Freelancers are ambitious people who are creative and are self-starters. For some people, freelancing is a dream job. Imagine, no boss around telling you what to do and no cap on how much you can earn.
It sure sounds great, but freelancing is a lot harder than it looks. Since you’re the only one in charge, you have to be willing to put in the time with nobody pushing you but yourself. You need to be disciplined to do your work while avoiding all distractions.
In order to be successful at freelancing, you need to find ways to stay focus and boost your productivity. Here are 5 tips on improving your productivity when working from home.
1. Keep A Quiet Home Office
Keeping a distraction-free home office is essential for getting your work done. The television needs to be off and the door must be closed. For some, music can boost their creativity, as long as it’s treated as background sound.
There’s so much to distract you that you need to stay focused on the task at hand. You have a lot to concentrate on, and when your brain is overstimulated, you can only divide your attention so much.
Make sure there are no distractions in your immediate working area. You’ll be able to shoot all of your focus where it counts. Doing so will provide quite a productivity boost to your work.

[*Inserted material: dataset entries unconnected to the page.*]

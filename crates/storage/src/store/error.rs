#![forbid(unsafe_code)]

use thiserror::Error;

#[derive(Debug, Error)]
pub enum StoreError {
    #[error("io: {0}")]
    Io(#[from] std::io::Error),
    #[error("sqlite: {0}")]
    Sql(#[from] rusqlite::Error),
    #[error("invalid input: {0}")]
    InvalidInput(&'static str),
    #[error("unknown id")]
    UnknownId,
}
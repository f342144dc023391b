#![forbid(unsafe_code)]

use super::{MetadataService, ServiceError, ValidationError};
use crate::criteria::Criterion;
use crate::model::{Fields, Metadata};
use crate::store::RecordStore;

impl<S: RecordStore> MetadataService<S> {
    pub fn query(&self, criterion: &Criterion) -> Result<Vec<Metadata>, ServiceError<S::Error>> {
        self.store.query(criterion).map_err(ServiceError::Store)
    }

    pub fn delete_where(&mut self, criterion: &Criterion) -> Result<usize, ServiceError<S::Error>> {
        self.store
            .delete_where(criterion)
            .map_err(ServiceError::Store)
    }

    pub fn update(
        &mut self,
        criterion: &Criterion,
        values: &Fields,
    ) -> Result<usize, ServiceError<S::Error>> {
        self.store
            .update_where(criterion, values)
            .map_err(ServiceError::Store)
    }

    /// Persists a single record. The record must already be attached to a task.
    pub fn save(&mut self, record: &Metadata) -> Result<Metadata, ServiceError<S::Error>> {
        if record.task().is_none() {
            return Err(ValidationError::MissingTask {
                fields: record.fields().to_json(),
            }
            .into());
        }

        self.store.persist(record).map_err(ServiceError::Store)
    }
}
#![forbid(unsafe_code)]

use std::collections::BTreeSet;
use tm_core::ids::TaskId;
use tm_core::model::{Fields, Metadata};
use tm_core::{CallbackError, Criterion, MetadataService, RecordStore, ServiceError};
use tm_storage::SqliteStore;

fn open_service() -> (tempfile::TempDir, MetadataService<SqliteStore>) {
    let dir = tempfile::tempdir().expect("create temp dir");
    let store = SqliteStore::open(dir.path()).expect("open store");
    (dir, MetadataService::new(store))
}

fn entry(key: &str, value: &str) -> Metadata {
    Metadata::detached().with_key(key).with_field("value", value)
}

fn normalized(service: &MetadataService<SqliteStore>, task: TaskId) -> BTreeSet<Fields> {
    service
        .query(&Criterion::by_task(task))
        .expect("query")
        .iter()
        .map(Metadata::normalized_fields)
        .collect()
}

fn attach(service: &mut MetadataService<SqliteStore>, task: TaskId, record: Metadata) -> Metadata {
    let mut record = record;
    record.set_task(task);
    service.save(&record).expect("save")
}

#[test]
fn keeps_due_date_drops_note_and_adds_tag() {
    let (_dir, mut service) = open_service();
    let task = service.store_mut().create_task("Pay rent").expect("create task");
    let due = attach(
        &mut service,
        task,
        entry("due", "2024-01-01").with_created_at_ms(1_000),
    );
    let note = attach(&mut service, task, entry("note", "call"));

    let mut deleted = Vec::new();
    let mut on_delete = |record: &Metadata| -> Result<(), CallbackError> {
        deleted.push(record.clone());
        Ok(())
    };
    let changed = service
        .synchronize(
            task,
            vec![entry("due", "2024-01-01"), entry("tag", "urgent")],
            &Criterion::All,
            Some(&mut on_delete),
        )
        .expect("synchronize");

    assert!(changed);
    assert_eq!(deleted, vec![note]);

    let stored = service.query(&Criterion::by_task(task)).expect("query");
    assert_eq!(stored.len(), 2);
    assert_eq!(stored[0], due);
    assert_eq!(stored[1].key(), Some("tag"));
    assert!(stored[1].created_at_ms().is_some_and(|ts| ts > 1_000));
}

#[test]
fn repeated_synchronize_is_idempotent() {
    let (_dir, mut service) = open_service();
    let task = service.store_mut().create_task("Trip").expect("create task");
    let desired = || vec![entry("tag", "travel"), entry("due", "friday")];

    assert!(
        service
            .synchronize(task, desired(), &Criterion::All, None)
            .expect("first pass")
    );
    let first = service.query(&Criterion::by_task(task)).expect("query");

    assert!(
        !service
            .synchronize(task, desired(), &Criterion::All, None)
            .expect("second pass")
    );
    assert_eq!(service.query(&Criterion::by_task(task)).expect("query"), first);
    assert_eq!(
        normalized(&service, task),
        desired()
            .iter()
            .map(Metadata::normalized_fields)
            .collect::<BTreeSet<_>>()
    );
}

#[test]
fn numeric_values_match_their_stored_text() {
    let (_dir, mut service) = open_service();
    let task = service.store_mut().create_task("Reminder").expect("create task");
    service
        .synchronize(
            task,
            vec![Metadata::detached().with_key("alarm").with_field("value", 15)],
            &Criterion::All,
            None,
        )
        .expect("first pass");

    let changed = service
        .synchronize(
            task,
            vec![entry("alarm", "15")],
            &Criterion::All,
            None,
        )
        .expect("second pass");
    assert!(!changed);
    assert_eq!(service.query(&Criterion::All).expect("query").len(), 1);
}

#[test]
fn scope_limits_what_gets_replaced() {
    let (_dir, mut service) = open_service();
    let task = service.store_mut().create_task("Scoped").expect("create task");
    let other = service.store_mut().create_task("Other").expect("create task");
    service
        .synchronize(
            task,
            vec![entry("tag", "a"), entry("tag", "b"), entry("note", "keep me")],
            &Criterion::All,
            None,
        )
        .expect("seed task");
    service
        .synchronize(other, vec![entry("tag", "a")], &Criterion::All, None)
        .expect("seed other");

    let changed = service
        .synchronize(task, vec![entry("tag", "c")], &Criterion::with_key("tag"), None)
        .expect("synchronize tags");
    assert!(changed);

    let values: Vec<_> = service
        .query(&Criterion::by_task(task))
        .expect("query")
        .iter()
        .map(|record| record.fields().get("value").and_then(|v| v.as_str()).map(str::to_string))
        .collect();
    assert_eq!(
        values,
        vec![Some("keep me".to_string()), Some("c".to_string())]
    );
    assert_eq!(
        service
            .query(&Criterion::by_task(other))
            .expect("query")
            .len(),
        1
    );

    assert!(
        service
            .synchronize(task, Vec::new(), &Criterion::with_key("tag"), None)
            .expect("detach tags")
    );
    assert_eq!(
        service.query(&Criterion::by_task(task)).expect("query").len(),
        1
    );
}

#[test]
fn callback_error_stops_before_any_delete() {
    let (_dir, mut service) = open_service();
    let task = service.store_mut().create_task("Cascade").expect("create task");
    service
        .synchronize(task, vec![entry("note", "a")], &Criterion::All, None)
        .expect("seed");

    let mut on_delete =
        |_: &Metadata| -> Result<(), CallbackError> { Err("linked alarm still scheduled".into()) };
    let err = service
        .synchronize(task, vec![entry("note", "b")], &Criterion::All, Some(&mut on_delete))
        .unwrap_err();

    assert!(matches!(err, ServiceError::Callback { .. }));
    let stored = service.query(&Criterion::by_task(task)).expect("query");
    assert_eq!(stored.len(), 1);
    assert_eq!(stored[0].fields().get("value").and_then(|v| v.as_str()), Some("a"));
}

#[test]
fn negative_nan_is_not_rewritten_on_every_pass() {
    let (_dir, mut service) = open_service();
    let task = service.store_mut().create_task("Ratio").expect("create task");
    let desired = || vec![Metadata::detached().with_key("k").with_field("ratio", -f64::NAN)];

    let first = service
        .synchronize(task, desired(), &Criterion::All, None)
        .expect("first pass");
    let second = service
        .synchronize(task, desired(), &Criterion::All, None)
        .expect("second pass");

    assert!(first);
    assert!(!second);
    assert_eq!(service.query(&Criterion::by_task(task)).expect("query").len(), 1);
}

#[test]
fn store_side_duplicates_collapse_to_one() {
    let (_dir, mut service) = open_service();
    let task = service.store_mut().create_task("Dupes").expect("create task");
    for _ in 0..3 {
        let mut record = entry("tag", "x");
        record.set_task(task);
        service.store_mut().persist(&record).expect("persist duplicate");
    }

    let changed = service
        .synchronize(task, vec![entry("tag", "x")], &Criterion::All, None)
        .expect("synchronize");
    assert!(changed);
    assert_eq!(service.query(&Criterion::by_task(task)).expect("query").len(), 1);
}

#[test]
fn save_without_task_writes_nothing() {
    let (_dir, mut service) = open_service();

    let err = service.save(&entry("note", "orphan")).unwrap_err();

    assert!(err.is_validation());
    assert!(err.to_string().contains(r#""key":"note""#));
    assert!(service.query(&Criterion::All).expect("query").is_empty());
}
// File: crates/chart-core/src/backend.rs
// Summary: Renderer trait implemented by drawing backends (SVG here, Skia in chart-render-skia).

use crate::chart::RenderPlan;

/// Turns a render plan into pixels or markup. Backends draw exactly what the
/// plan says and make no layout decisions of their own.
pub trait Renderer {
    type Output;
    type Error;

    fn render(&mut self, plan: &RenderPlan) -> Result<Self::Output, Self::Error>;
}
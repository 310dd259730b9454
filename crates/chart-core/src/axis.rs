// File: crates/chart-core/src/axis.rs
// Summary: Axis model: orientation, placement, tick positions and labels.

use crate::scale::{LinearScale, ScaleTransform, TimeScale};

/// Length of tick marks and of the domain line's end caps, in pixels.
pub const TICK_SIZE: f64 = 6.0;
/// Gap between a tick mark and its label.
pub const TICK_PADDING: f64 = 3.0;

#[derive(Clone, Copy, Debug, PartialEq, Eq)]
pub enum AxisOrient {
    /// Horizontal, ticks and labels below the line.
    Bottom,
    /// Vertical, ticks and labels left of the line.
    Left,
}

#[derive(Clone, Debug, PartialEq)]
pub struct Tick {
    /// Pixel position along the axis.
    pub offset: f64,
    pub label: String,
}

#[derive(Clone, Debug, PartialEq)]
pub struct Axis {
    pub orient: AxisOrient,
    /// Translation of the axis inside the plot area.
    pub origin: (f64, f64),
    /// Pixel extent of the axis line, in scale range order.
    pub range: (f64, f64),
    pub ticks: Vec<Tick>,
}

impl Axis {
    /// Time axis along the bottom edge of a plot of height `plot_height`.
    pub fn bottom(scale: &TimeScale, count: usize, plot_height: f64) -> Self {
        let ticks = scale
            .labelled_ticks(count)
            .into_iter()
            .map(|(ms, label)| Tick { offset: scale.to_px(ms as f64), label })
            .collect();
        Self { orient: AxisOrient::Bottom, origin: (0.0, plot_height), range: scale.range(), ticks }
    }

    /// Amount axis along the left edge.
    pub fn left(scale: &LinearScale, count: usize) -> Self {
        let ticks = scale
            .labelled_ticks(count)
            .into_iter()
            .map(|(v, label)| Tick { offset: scale.to_px(v), label })
            .collect();
        Self { orient: AxisOrient::Left, origin: (0.0, 0.0), range: scale.range, ticks }
    }

    /// +1 when ticks point down/right of the line, -1 when up/left.
    pub fn direction(&self) -> f64 {
        match self.orient {
            AxisOrient::Bottom => 1.0,
            AxisOrient::Left => -1.0,
        }
    }

    pub fn is_horizontal(&self) -> bool { self.orient == AxisOrient::Bottom }

    /// Distance from the axis line to the tick label anchor.
    pub fn label_distance(&self) -> f64 { self.direction() * (TICK_SIZE + TICK_PADDING) }
}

2. Get The Distractions Out Of The Way First
When work and home are the same place, things will naturally overlap. This means work chores and home chores feel like a lot of the same. If it’s going to bother you that you haven’t finished the laundry or loaded the dishwasher, do it before you start working.
Tidy up your surroundings and make sure your household work is taken care of first so you won’t be sitting at your desk thinking about the pile of unwashed clothes in the next room.
3. Make Sure You’re Taking Scheduled Breaks
One of the many perks of working at home is that you get to decide when it’s break time. If you don’t have set, scheduled breaks, you might find yourself taking lots of small ones. Doing so will disrupt your chain of thought.
It’s easier to be productive when you’re working at something undistracted for a longer stretch of time, and then you take a few minutes to collect your thoughts when you’re transitioning between tasks.
You can employ the Pomodoro technique, in which you work for 25 minutes followed by a 5 minute break. After 4 breaks, take an extended 15-30 minute break before starting the process over again. There are Pomodoro apps to help you or you can just use the timer on your smartphone.
4. Create A Flexible Schedule
If you work with multiple clients, you know when all of your deadlines are due. Some of them may overlap. You might feel inclined to finish things as they come, but this can put you in jeopardy as far as timelines go.
Spend a little bit of each day working on a different project, and complete them in the order you receive them. This might even help prevent feeling burned out from devoting all of your time and energy to one thing. Walking away from something for a little while and coming back to it might help you be a little more objective, and a little more creative.
5. Always Take Weekends Off
Working through the weekend might seem productive, but it can actually derail your schedule beyond all recognition. If you’ve worked away the weekend, what are you going to do on Monday and Tuesday? Treat your freelancing business as a real job. Sometimes more or less regular, but still a job.
You work just as hard as everyone else, and you’re entitled to take two consecutive days off. Doing so will allow you to recharge your batteries, and focus on spending time with your friends and family.
Working from home is often socially isolating, which can keep you feeling low. You need to be your best self in order to be productive. Go out for a drink with your buddies on Saturday – you earned it and you deserve it.
Freelancing isn’t like most jobs – it requires a lot of special considerations to make it work. If you love doing what you do, all you have to do is make a few minor changes regarding your relationship with work. You are independent! You are your own boss! Call the shots that need to be called.
And remember: do your job as you want it to be done – the outcome is the only thing that matters for your clients.
Hi Edwin. Great tips, they are definitely important and need to be put to use to make working from home effective, music is always a great boost for me. I work from home some days, and I can tell you that the distractions are real, especially when I’m not alone at home. I would also like to suggest a to-do list, because on some days I get so overwhelmed I don’t even know where to start from, and so I just do a little of this and that here and there, and in the end, I feel like I haven’t achieved anything.